I have written about problems with timer interrupt handlers before in Windows CE: Why does my system halt for 20 minutes? But that is really aimed at the OEM responsible for writing the interrupt service routine for the timer interrupt.
Today, I have been fielding questions from an end user who thinks that he might have this problem. He needs to convince the OEM that the OEM has the problem and needs to fix it. Of course the first thing to do is determine if he really does have the problem.
Let’s start with this. Ask the OEM where they obtained the interrupt hander for the timer and OEMIdle. If the answer is Intel, then ask how they fixed the time interrupt problems that seem to always exist with Intel’s timer handling for ARM processors. If they don’t have a good answer for that, then they probably have a problem.
But even with that, you will probably need to prove it to them. One reason that you will need to prove it is that this problem might not show up for many of your OEM’s customers, but it will show up for some. For the few that will experience it, only a few will be savvy enough to realize how serious the problem is and report it to the OEM. Some will just think that it happens once in a while so they reset the system and keep using it. But you are more concerned because it shows up more often for you and you found it early in your development cycle so you want it fixed.

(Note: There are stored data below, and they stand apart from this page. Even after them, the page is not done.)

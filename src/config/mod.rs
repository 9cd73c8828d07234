// src/config/mod.rs

//! Scenario file loading and validation.
//!
//! Responsibilities:
//! - Define the TOML-backed data model (`model.rs`).
//! - Load a scenario file from disk (`loader.rs`).
//! - Validate it into a `ScenarioConfig` (`validate.rs`).

pub mod loader;
pub mod model;
pub mod validate;

pub use loader::{load_and_validate, load_from_path, parse_str};
pub use model::{
    BinariesSection, ConfigSection, RawScenarioFile, RawStdoutCheck, RawStep, ReleaseConfig,
    ReleaseSection, ScenarioConfig, StepConfig,
};
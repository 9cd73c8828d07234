// src/scenario/step.rs

//! One launch-and-assert unit of a scenario.

use std::collections::BTreeMap;
use std::fmt;
use std::time::Duration;

use crate::errors::{HarnessError, Result};
use crate::exec::CommandBuilder;
use crate::matchers::{
    Matcher, contain_substring, equal, match_regex, run_successfully, run_successfully_with_output,
};

use super::context::ScenarioContext;

/// Stdout condition whose expected text is itself a template.
#[derive(Debug, Clone, PartialEq, Eq)]
pub enum StdoutCheck {
    Equals(String),
    Contains(String),
    Matches(String),
}

/// What a step must achieve to pass.
pub enum Expectation {
    /// Exit code 0.
    Success,
    /// Exit code 0 and stdout satisfying the rendered check.
    Stdout(StdoutCheck),
    /// Any matcher supplied by the caller.
    Custom(Box<dyn Matcher>),
}

impl fmt::Debug for Expectation {
    fn fmt(&self, f: &mut fmt::Formatter<'_>) -> fmt::Result {
        match self {
            Expectation::Success => f.write_str("Success"),
            Expectation::Stdout(check) => f.debug_tuple("Stdout").field(check).finish(),
            Expectation::Custom(m) => f.debug_tuple("Custom").field(&m.describe()).finish(),
        }
    }
}

impl Expectation {
    /// Materialise the matcher for this run.
    pub fn matcher(&self, ctx: &ScenarioContext) -> Result<Box<dyn Matcher + '_>> {
        let matcher: Box<dyn Matcher + '_> = match self {
            Expectation::Success => Box::new(run_successfully()),
            Expectation::Stdout(StdoutCheck::Equals(t)) => {
                Box::new(run_successfully_with_output(equal(ctx.render(t)?)))
            }
            Expectation::Stdout(StdoutCheck::Contains(t)) => {
                Box::new(run_successfully_with_output(contain_substring(ctx.render(t)?)))
            }
            Expectation::Stdout(StdoutCheck::Matches(t)) => {
                let pattern = ctx.render(t)?;
                let predicate = match_regex(&pattern).map_err(|e| {
                    HarnessError::Template(format!("invalid stdout pattern {pattern:?}: {e}"))
                })?;
                Box::new(run_successfully_with_output(predicate))
            }
            Expectation::Custom(matcher) => Box::new(&**matcher),
        };
        Ok(matcher)
    }
}

/// Definition of a step; rendered into a command immediately before launch.
///
/// Name, binary, arguments and env values are templates over the
/// [`ScenarioContext`].
#[derive(Debug)]
pub struct StepDefinition {
    pub name: String,
    pub binary: String,
    pub args: Vec<String>,
    pub env: BTreeMap<String, String>,
    pub timeout: Option<Duration>,
    pub expect: Expectation,
    /// Store the trimmed stdout of a passing run under this variable.
    pub capture: Option<String>,
}

impl StepDefinition {
    pub fn new(name: impl Into<String>, binary: impl Into<String>) -> Self {
        Self {
            name: name.into(),
            binary: binary.into(),
            args: Vec::new(),
            env: BTreeMap::new(),
            timeout: None,
            expect: Expectation::Success,
            capture: None,
        }
    }

    pub fn with_args<I, S>(mut self, args: I) -> Self
    where
        I: IntoIterator<Item = S>,
        S: Into<String>,
    {
        self.args.extend(args.into_iter().map(Into::into));
        self
    }

    pub fn with_env(mut self, key: impl Into<String>, value: impl Into<String>) -> Self {
        self.env.insert(key.into(), value.into());
        self
    }

    pub fn with_timeout(mut self, timeout: Duration) -> Self {
        self.timeout = Some(timeout);
        self
    }

    pub fn expecting(mut self, expect: Expectation) -> Self {
        self.expect = expect;
        self
    }

    pub fn expecting_matcher(self, matcher: impl Matcher + 'static) -> Self {
        self.expecting(Expectation::Custom(Box::new(matcher)))
    }

    pub fn capturing(mut self, var: impl Into<String>) -> Self {
        self.capture = Some(var.into());
        self
    }

    pub fn display_name(&self, ctx: &ScenarioContext) -> String {
        ctx.render(&self.name).unwrap_or_else(|_| self.name.clone())
    }

    /// Render this step into a ready-to-launch command.
    pub fn command(&self, ctx: &ScenarioContext) -> Result<CommandBuilder> {
        let args = self
            .args
            .iter()
            .map(|a| ctx.render(a))
            .collect::<Result<Vec<_>>>()?;
        let env = self
            .env
            .iter()
            .map(|(k, v)| Ok((k.clone(), ctx.render(v)?)))
            .collect::<Result<Vec<_>>>()?;

        let mut builder = CommandBuilder::new(ctx.render(&self.binary)?)
            .with_args(args)
            .with_envs(env);
        if let Some(timeout) = self.timeout {
            builder = builder.with_timeout(timeout);
        }
        Ok(builder)
    }
}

In Windows CE: Why does my system halt for 20 minutes? I suggested a simple test to determine if the problem that you are seeing is really caused by the time interrupt. The test will run a thread to log the current time in hours, minutes and seconds and the return value from GetTickCount(). Here is an example thread that you can use:
DWORD WINAPI TestForTimeInterruptProblem(LPVOID p)
{
                DWORD Tick=0;
                DWORD LastTick=GetTickCount();
                DWORD TickDelta=0;
                SYSTEMTIME stNow;
 
                GetSystemTime(&stLast);
 
                while( 1 )
                {
                                Tick = GetTickCount();
                                TickDelta = Tick - LastTick;
 
                                GetSystemTime(&stNow);
                                RETAILMSG(1, (TEXT(" %2.2d/%2.2d/%4.4d %2.2d:%2.2d:%2.2d.%3.3d "),
                                                                stNow.wMonth,
                                                                stNow.wDay,
                                                                stNow.wYear,
                                                                stNow.wHour, 
                                                                stNow.wMinute,
                                                                stNow.wSecond,
                                                                stNow.wMilliseconds));
                                RETAILMSG(1, (TEXT("TC %d Delta %d"), Tick, TickDelta));
                                LastTick = Tick;
                                Sleep( 300 );
                }
}
This will output the current time and the current tick count. The time will update every three times this runs on most systems because the milliseconds on many systems will be zero. The tick count should increment by approximately 300 every time the loops runs because of the Sleep(300).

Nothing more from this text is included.